**What you will do**
Exactly as given, write out all the entries again.

----- Excerpted records

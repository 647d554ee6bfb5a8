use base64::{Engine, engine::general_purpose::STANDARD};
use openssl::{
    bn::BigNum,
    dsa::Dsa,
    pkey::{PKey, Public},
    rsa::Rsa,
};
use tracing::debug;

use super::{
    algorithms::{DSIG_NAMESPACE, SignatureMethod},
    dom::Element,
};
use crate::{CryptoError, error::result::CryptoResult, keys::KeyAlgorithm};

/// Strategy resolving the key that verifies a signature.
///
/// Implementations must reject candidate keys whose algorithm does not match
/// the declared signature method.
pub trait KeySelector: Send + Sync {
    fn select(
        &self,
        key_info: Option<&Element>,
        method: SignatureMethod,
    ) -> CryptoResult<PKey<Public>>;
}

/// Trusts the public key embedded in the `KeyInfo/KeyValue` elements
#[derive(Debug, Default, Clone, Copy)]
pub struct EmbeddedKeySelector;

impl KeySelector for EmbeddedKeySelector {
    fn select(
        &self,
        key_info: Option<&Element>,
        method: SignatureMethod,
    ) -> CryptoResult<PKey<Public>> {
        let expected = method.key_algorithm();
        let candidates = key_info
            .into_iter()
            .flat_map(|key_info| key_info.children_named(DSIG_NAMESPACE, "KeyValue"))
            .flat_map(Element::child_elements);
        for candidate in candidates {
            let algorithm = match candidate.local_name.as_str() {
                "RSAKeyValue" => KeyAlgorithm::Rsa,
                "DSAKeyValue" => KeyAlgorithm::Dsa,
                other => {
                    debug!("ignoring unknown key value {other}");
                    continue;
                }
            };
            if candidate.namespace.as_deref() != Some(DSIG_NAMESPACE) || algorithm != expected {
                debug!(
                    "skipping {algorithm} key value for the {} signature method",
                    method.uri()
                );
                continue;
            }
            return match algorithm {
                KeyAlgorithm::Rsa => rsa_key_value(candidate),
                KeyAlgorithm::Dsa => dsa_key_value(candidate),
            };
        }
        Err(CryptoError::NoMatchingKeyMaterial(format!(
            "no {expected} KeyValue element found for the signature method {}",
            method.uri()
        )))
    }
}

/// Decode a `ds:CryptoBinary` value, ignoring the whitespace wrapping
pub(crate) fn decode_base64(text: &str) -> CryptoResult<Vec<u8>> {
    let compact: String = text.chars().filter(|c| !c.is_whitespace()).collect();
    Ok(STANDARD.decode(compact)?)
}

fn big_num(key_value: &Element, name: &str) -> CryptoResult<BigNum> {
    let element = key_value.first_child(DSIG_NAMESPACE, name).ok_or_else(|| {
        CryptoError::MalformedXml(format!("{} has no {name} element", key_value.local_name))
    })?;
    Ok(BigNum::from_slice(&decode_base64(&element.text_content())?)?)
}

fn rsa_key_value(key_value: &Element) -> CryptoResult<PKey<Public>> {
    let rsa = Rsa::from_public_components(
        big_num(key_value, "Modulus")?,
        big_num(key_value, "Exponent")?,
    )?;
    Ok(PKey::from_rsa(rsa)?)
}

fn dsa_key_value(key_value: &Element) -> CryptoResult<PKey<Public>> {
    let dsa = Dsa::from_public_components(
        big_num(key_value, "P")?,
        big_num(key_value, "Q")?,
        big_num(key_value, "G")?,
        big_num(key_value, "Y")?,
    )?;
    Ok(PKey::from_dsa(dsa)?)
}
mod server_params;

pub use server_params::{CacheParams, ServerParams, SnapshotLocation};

----------

**Answer to the problem**
repository 647d554ee6bfb5a8
use base64::{Engine, engine::general_purpose::STANDARD};
use openssl::{
    bn::BigNum,
    dsa::Dsa,
    pkey::{PKey, Public},
    rsa::Rsa,
};
use tracing::debug;

use super::{
    algorithms::{DSIG_NAMESPACE, SignatureMethod},
    dom::Element,
};
use crate::{CryptoError, error::result::CryptoResult, keys::KeyAlgorithm};

/// Strategy resolving the key that verifies a signature.
///
/// Implementations must reject candidate keys whose algorithm does not match
/// the declared signature method.
pub trait KeySelector: Send + Sync {
    fn select(
        &self,
        key_info: Option<&Element>,
        method: SignatureMethod,
    ) -> CryptoResult<PKey<Public>>;
}

/// Trusts the public key embedded in the `KeyInfo/KeyValue` elements
#[derive(Debug, Default, Clone, Copy)]
pub struct EmbeddedKeySelector;

impl KeySelector for EmbeddedKeySelector {
    fn select(
        &self,
        key_info: Option<&Element>,
        method: SignatureMethod,
    ) -> CryptoResult<PKey<Public>> {
        let expected = method.key_algorithm();
        let candidates = key_info
            .into_iter()
            .flat_map(|key_info| key_info.children_named(DSIG_NAMESPACE, "KeyValue"))
            .flat_map(Element::child_elements);
        for candidate in candidates {
            let algorithm = match candidate.local_name.as_str() {
                "RSAKeyValue" => KeyAlgorithm::Rsa,
                "DSAKeyValue" => KeyAlgorithm::Dsa,
                other => {
                    debug!("ignoring unknown key value {other}");
                    continue;
                }
            };
            if candidate.namespace.as_deref() != Some(DSIG_NAMESPACE) || algorithm != expected {
                debug!(
                    "skipping {algorithm} key value for the {} signature method",
                    method.uri()
                );
                continue;
            }
            return match algorithm {
                KeyAlgorithm::Rsa => rsa_key_value(candidate),
                KeyAlgorithm::Dsa => dsa_key_value(candidate),
            };
        }
        Err(CryptoError::NoMatchingKeyMaterial(format!(
            "no {expected} KeyValue element found for the signature method {}",
            method.uri()
        )))
    }
}

/// Decode a `ds:CryptoBinary` value, ignoring the whitespace wrapping
pub(crate) fn decode_base64(text: &str) -> CryptoResult<Vec<u8>> {
    let compact: String = text.chars().filter(|c| !c.is_whitespace()).collect();
    Ok(STANDARD.decode(compact)?)
}

fn big_num(key_value: &Element, name: &str) -> CryptoResult<BigNum> {
    let element = key_value.first_child(DSIG_NAMESPACE, name).ok_or_else(|| {
        CryptoError::MalformedXml(format!("{} has no {name} element", key_value.local_name))
    })?;
    Ok(BigNum::from_slice(&decode_base64(&element.text_content())?)?)
}

fn rsa_key_value(key_value: &Element) -> CryptoResult<PKey<Public>> {
    let rsa = Rsa::from_public_components(
        big_num(key_value, "Modulus")?,
        big_num(key_value, "Exponent")?,
    )?;
    Ok(PKey::from_rsa(rsa)?)
}

fn dsa_key_value(key_value: &Element) -> CryptoResult<PKey<Public>> {
    let dsa = Dsa::from_public_components(
        big_num(key_value, "P")?,
        big_num(key_value, "Q")?,
        big_num(key_value, "G")?,
        big_num(key_value, "Y")?,
    )?;
    Ok(PKey::from_dsa(dsa)?)
}
mod server_params;

pub use server_params::{CacheParams, ServerParams, SnapshotLocation};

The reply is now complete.